Heaton ne s’attendait pas à ce que sa revendication soit remarquée. Pourtant, son exploit a fait le buzz. Les réactions allaient du très sérieux « Un homme plante un drapeau sur un territoire africain non réclamé pour que sa fille en devienne la princesse » – titre d’un article publié sur le site de TIME – au ton plus léger de Don Lemon sur CNN : « On se croirait dans Game of Thrones ».
Malgré cela, peu de personnes semblaient le prendre réellement au sérieux. Mais presque un an plus tard, Heaton n’en démord pas et poursuit son rêve, entouré de toute une équipe. Il a ainsi déposé sa candidature aux Nations Unies afin d’obtenir le statut d’observateur, et il a nommé des ambassadeurs en Europe dans l’espoir d’y être reconnu. Par ailleurs, son royaume a reconnu Liberland, une autre micronation récemment autoproclamée entre la Croatie et la Serbie. Heaton aurait également passé un accord avec Walt Disney Studios et Morgan Spurlock, le producteur du documentaire Supersize Me, quant à la réalisation d’un film intitulé The Princess of North Sudan (La princesse du Soudan du Nord). En parallèle, il a élaboré des projets extrêmement ambitieux pour son royaume, parmi lesquels la création d’un centre de recherche agricole à la pointe de la technologie – qu’il décrit comme une arche de Noé moderne – visant à éradiquer la faim dans le monde. Il collecte dans une base de données le nom de près de mille scientifiques qu’il souhaite rassembler un jour dans ce centre pour améliorer la conservation de l’eau et faire progresser les méthodes en sciences agricoles.

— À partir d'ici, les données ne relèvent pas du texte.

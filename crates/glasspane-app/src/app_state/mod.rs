//! Top-level application state.
//!
//! Implements `winit::application::ApplicationHandler` to drive the main
//! event loop. Owns the native windows, their webviews and the shell
//! controller that coordinates them.

mod backend;
mod bounds;
mod core;
mod cursor;
mod event_handler;
mod init;
mod polling;
mod shutdown;

pub use core::GlasspaneApp;
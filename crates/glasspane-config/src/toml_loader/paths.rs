//! Config path resolution and default file creation.

use glasspane_common::ConfigError;
use std::path::{Path, PathBuf};
use tracing::info;

use super::template::default_config_toml;

/// Get the platform-specific default config file path.
pub fn default_config_path() -> Result<PathBuf, ConfigError> {
    let config_dir = dirs::config_dir()
        .ok_or_else(|| ConfigError::ParseError("could not determine config directory".into()))?;
    Ok(config_dir.join("glasspane").join("config.toml"))
}

/// Create a default TOML config file with documentation comments.
pub fn create_default_config(path: &Path) -> Result<(), ConfigError> {
    if let Some(parent) = path.parent() {
        std::fs::create_dir_all(parent).map_err(|e| {
            ConfigError::ParseError(format!(
                "failed to create config directory {}: {e}",
                parent.display()
            ))
        })?;
    }

    std::fs::write(path, default_config_toml()).map_err(|e| {
        ConfigError::ParseError(format!(
            "failed to write default config to {}: {e}",
            path.display()
        ))
    })?;

    info!("created default config at {}", path.display());
    Ok(())
}
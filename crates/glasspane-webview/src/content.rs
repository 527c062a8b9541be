//! Bundled content served over the `glasspane://` custom protocol.
//!
//! The splash and main pages ship inside the binary, so WebViews can
//! load them without a local HTTP server or a resource directory.

use std::collections::HashMap;

/// Custom protocol scheme for bundled pages.
pub const SCHEME: &str = "glasspane";

/// URL of the bundled main page.
pub const MAIN_PAGE_URL: &str = "glasspane://localhost/index.html";

/// URL of the bundled splash page.
pub const SPLASH_PAGE_URL: &str = "glasspane://localhost/splash.html";

const INDEX_HTML: &str = include_str!("../assets/index.html");
const SPLASH_HTML: &str = include_str!("../assets/splash.html");
const STYLE_CSS: &str = include_str!("../assets/style.css");

/// Serves in-memory assets by path.
///
/// A request for `glasspane://localhost/index.html` resolves to the
/// asset registered as `index.html`.
#[derive(Debug, Default)]
pub struct ContentProvider {
    assets: HashMap<String, (String, Vec<u8>)>, // path -> (mime, data)
}

impl ContentProvider {
    pub fn new() -> Self {
        Self::default()
    }

    /// Provider preloaded with the pages compiled into the binary.
    pub fn bundled() -> Self {
        let mut provider = Self::new();
        provider.add_asset("index.html", "text/html", INDEX_HTML);
        provider.add_asset("splash.html", "text/html", SPLASH_HTML);
        provider.add_asset("style.css", "text/css", STYLE_CSS);
        provider
    }

    /// Register or replace an asset. An empty mime guesses from the extension.
    pub fn add_asset(
        &mut self,
        path: impl Into<String>,
        mime: impl Into<String>,
        data: impl Into<Vec<u8>>,
    ) {
        let path = path.into();
        let mut mime = mime.into();
        if mime.is_empty() {
            mime = mime_from_extension(&path).to_string();
        }
        self.assets
            .insert(normalize_path(&path).to_string(), (mime, data.into()));
    }

    /// Resolve a request path to its MIME type and bytes.
    pub fn resolve(&self, path: &str) -> Option<(&str, &[u8])> {
        self.assets
            .get(normalize_path(path))
            .map(|(mime, data)| (mime.as_str(), data.as_slice()))
    }

    /// Resolve a full request URI, including the form WebView2 rewrites
    /// custom protocols into (`http://glasspane.localhost/...`).
    pub fn resolve_uri(&self, uri: &str) -> Option<(&str, &[u8])> {
        let path = uri
            .strip_prefix("glasspane://localhost")
            .or_else(|| uri.strip_prefix("http://glasspane.localhost"))
            .or_else(|| uri.strip_prefix("https://glasspane.localhost"))
            .or_else(|| uri.strip_prefix("glasspane://"))?;
        self.resolve(path)
    }

    pub fn len(&self) -> usize {
        self.assets.len()
    }

    pub fn is_empty(&self) -> bool {
        self.assets.is_empty()
    }
}

/// Strip leading slashes, query and fragment; the root maps to `index.html`.
fn normalize_path(path: &str) -> &str {
    let path = path.split(['?', '#']).next().unwrap_or("");
    let path = path.trim_start_matches('/');
    if path.is_empty() {
        "index.html"
    } else {
        path
    }
}

/// Guess MIME type from file extension.
fn mime_from_extension(path: &str) -> &'static str {
    match path.rsplit_once('.').map(|(_, ext)| ext) {
        Some("html") | Some("htm") => "text/html",
        Some("css") => "text/css",
        Some("js") | Some("mjs") => "application/javascript",
        Some("json") => "application/json",
        Some("png") => "image/png",
        Some("svg") => "image/svg+xml",
        Some("ico") => "image/x-icon",
        Some("woff2") => "font/woff2",
        _ => "application/octet-stream",
    }
}
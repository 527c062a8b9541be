//! The page-side chrome controller.
//!
//! [`AnimationMachine`] holds the transition table: events in, timed
//! effects out. [`generate_ui_script`] renders each page handler from
//! that table, so the injected JavaScript and the machine cannot drift.

mod machine;
mod phase;
mod script;

pub use machine::{AnimationMachine, Deferred, UiEffect, UiEvent};
pub use phase::AnimationPhase;
pub use script::generate_ui_script;
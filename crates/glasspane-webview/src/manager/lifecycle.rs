use std::borrow::Cow;
use std::sync::Arc;

use glasspane_common::WindowRole;
use tracing::{debug, warn};
use wry::http::Response;
use wry::raw_window_handle;
use wry::WebViewBuilder;

use crate::content::{ContentProvider, SCHEME};
use crate::ipc::BRIDGE_INIT_SCRIPT;

use super::handle::WebViewHandle;
use super::types::WebViewConfig;
use super::WebViewManager;

impl WebViewManager {
    /// Create a WebView filling `bounds` inside the given window.
    ///
    /// The bridge script is installed before any of `config.init_scripts`.
    pub fn create<W: raw_window_handle::HasWindowHandle>(
        &self,
        role: WindowRole,
        window: &W,
        bounds: wry::Rect,
        config: WebViewConfig,
    ) -> Result<WebViewHandle, wry::Error> {
        let mut builder = WebViewBuilder::new()
            .with_bounds(bounds)
            .with_transparent(config.transparent)
            .with_devtools(config.devtools)
            .with_focused(false)
            .with_initialization_script(BRIDGE_INIT_SCRIPT);

        for script in &config.init_scripts {
            builder = builder.with_initialization_script(script);
        }

        if let Some(ua) = &config.user_agent {
            builder = builder.with_user_agent(ua);
        }

        builder = Self::attach_ipc_handler(builder, Arc::clone(&self.events), role);
        builder = Self::attach_page_load_handler(builder, Arc::clone(&self.events), role);
        builder = Self::attach_navigation_handler(
            builder,
            Arc::clone(&self.events),
            Arc::clone(&self.navigation),
            role,
        );
        builder = Self::attach_custom_protocol(builder, Arc::clone(&self.content_provider));

        let webview = builder.with_url(&config.url).build_as_child(window)?;

        debug!(%role, url = %config.url, "WebView created");

        Ok(WebViewHandle {
            webview,
            role,
            current_url: config.url,
        })
    }

    fn attach_custom_protocol<'a>(
        builder: WebViewBuilder<'a>,
        provider: Arc<ContentProvider>,
    ) -> WebViewBuilder<'a> {
        builder.with_custom_protocol(SCHEME.to_string(), move |_wv_id, request| {
            let uri = request.uri().to_string();
            match provider.resolve_uri(&uri) {
                Some((mime, data)) => respond(200, mime, data.to_vec()),
                None => {
                    warn!(uri = %uri, "custom protocol: asset not found");
                    respond(404, "text/plain", b"Not Found".to_vec())
                }
            }
        })
    }
}

fn respond(status: u16, mime: &str, body: Vec<u8>) -> Response<Cow<'static, [u8]>> {
    Response::builder()
        .status(status)
        .header("Content-Type", mime)
        .header("Access-Control-Allow-Origin", "glasspane://localhost")
        .body(Cow::from(body))
        .unwrap_or_else(|e| {
            warn!(error = %e, "custom protocol: failed to build response");
            Response::new(Cow::Borrowed(&[][..]))
        })
}
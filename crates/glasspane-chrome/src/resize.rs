//! Manual edge/corner resizing for the frameless main window.
//!
//! A gesture records the window bounds and the cursor position when it
//! starts; every tick the new bounds are derived from the cursor delta
//! against that origin, never incrementally, so rounding cannot drift.

use glasspane_common::{Bounds, Point, ResizeDirection};

/// Size floor applied while resizing.
#[derive(Debug, Clone, Copy, PartialEq, Eq)]
pub struct MinSize {
    pub width: i32,
    pub height: i32,
}

impl MinSize {
    /// Convert a floor given in logical pixels to physical pixels, rounding
    /// the way the windowing system does for its own minimum size.
    pub fn scaled(self, scale_factor: f64) -> Self {
        if !scale_factor.is_finite() || scale_factor <= 0.0 {
            return self;
        }
        Self {
            width: (f64::from(self.width) * scale_factor).round() as i32,
            height: (f64::from(self.height) * scale_factor).round() as i32,
        }
    }
}

/// State of one in-progress resize gesture.
#[derive(Debug, Clone, Copy, PartialEq, Eq)]
pub struct ResizeSession {
    pub direction: ResizeDirection,
    pub start_bounds: Bounds,
    pub start_cursor: Point,
}

impl ResizeSession {
    pub fn new(direction: ResizeDirection, start_bounds: Bounds, start_cursor: Point) -> Self {
        Self {
            direction,
            start_bounds,
            start_cursor,
        }
    }

    /// Bounds for the window with the cursor now at `cursor`.
    pub fn bounds_at(&self, cursor: Point, min: MinSize) -> Bounds {
        compute_bounds(self, cursor, min)
    }
}

/// Derive new window bounds from the session origin and the current cursor.
///
/// East/south edges grow the size by the delta. West/north edges shrink
/// it and move the origin by the same amount. Each size is floored at
/// `min`; when the floor clamps a west/north drag, the origin is pinned
/// so the opposite edge stays where it was.
pub fn compute_bounds(session: &ResizeSession, cursor: Point, min: MinSize) -> Bounds {
    let start = session.start_bounds;
    let dir = session.direction;
    let dx = cursor.x - session.start_cursor.x;
    let dy = cursor.y - session.start_cursor.y;

    let mut bounds = start;

    if dir.east {
        bounds.width = (start.width + dx).max(min.width);
    }
    if dir.west {
        let (x, width) = shrink_from_origin(start.x, start.width, dx, min.width);
        bounds.x = x;
        bounds.width = width;
    }
    if dir.south {
        bounds.height = (start.height + dy).max(min.height);
    }
    if dir.north {
        let (y, height) = shrink_from_origin(start.y, start.height, dy, min.height);
        bounds.y = y;
        bounds.height = height;
    }

    bounds
}

/// Move the leading edge of one axis by `delta`, keeping the trailing
/// edge fixed once the size hits `min`.
fn shrink_from_origin(origin: i32, size: i32, delta: i32, min: i32) -> (i32, i32) {
    let size_after = size - delta;
    if size_after >= min {
        (origin + delta, size_after)
    } else {
        (origin + size - min, min)
    }
}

Le 12 mai 2015, Heaton a passé la vitesse supérieure. Il a lancé une campagne de financement participatif sur Indiegogo dont l’objectif est d’amasser 250 000 dollars. Selon ses estimations, au moins deux milliards de dollars seront nécessaires au lancement du projet. « Le royaume du Soudan du Nord sera la première nation du monde à avoir été financée par des dons », a récemment déclaré Heaton. « Chaque dollar récolté grâce à cette campagne contribuera directement à l’amélioration des techniques d’agriculture sur Terre. Les gens peuvent être fiers de participer au financement de la dernière nation en date à avoir vu le jour. Notre objectif est d’y faire les choses différemment. » Les contreparties offertes pour chaque contribution sont diverses : elles vont d’un titre honorifique de noblesse pour un don de 25 dollars à l’apposition de votre portrait sur une éventuelle monnaie nationale pour 50 000 dollars, et jusqu’à la possibilité de donner votre nom à l’hypothétique aéroport international pour un don d’1,5 million de dollars, ou à la future capitale du royaume contre 1,75 million de dollars. Les autres récompenses proposées par Heaton sont soit banales – comme la possibilité de donner votre nom à une rue –, soit beaucoup plus bizarres lorsqu’il s’agit de le « torturer » pendant 48 heures avec des titres de Justin Bieber lors d’un forum organisé à New York, plus tard cette année. Heaton espère que les premières contributions mettront en évidence la crédibilité du projet et attireront des donateurs plus importants. « Nous aurions simplement pu vendre des milliers de titres honorifiques de noblesse et mettre l’argent dans notre poche. Mais ce que nous voulons, c’est améliorer le monde dans lequel nous vivons », explique-t-il.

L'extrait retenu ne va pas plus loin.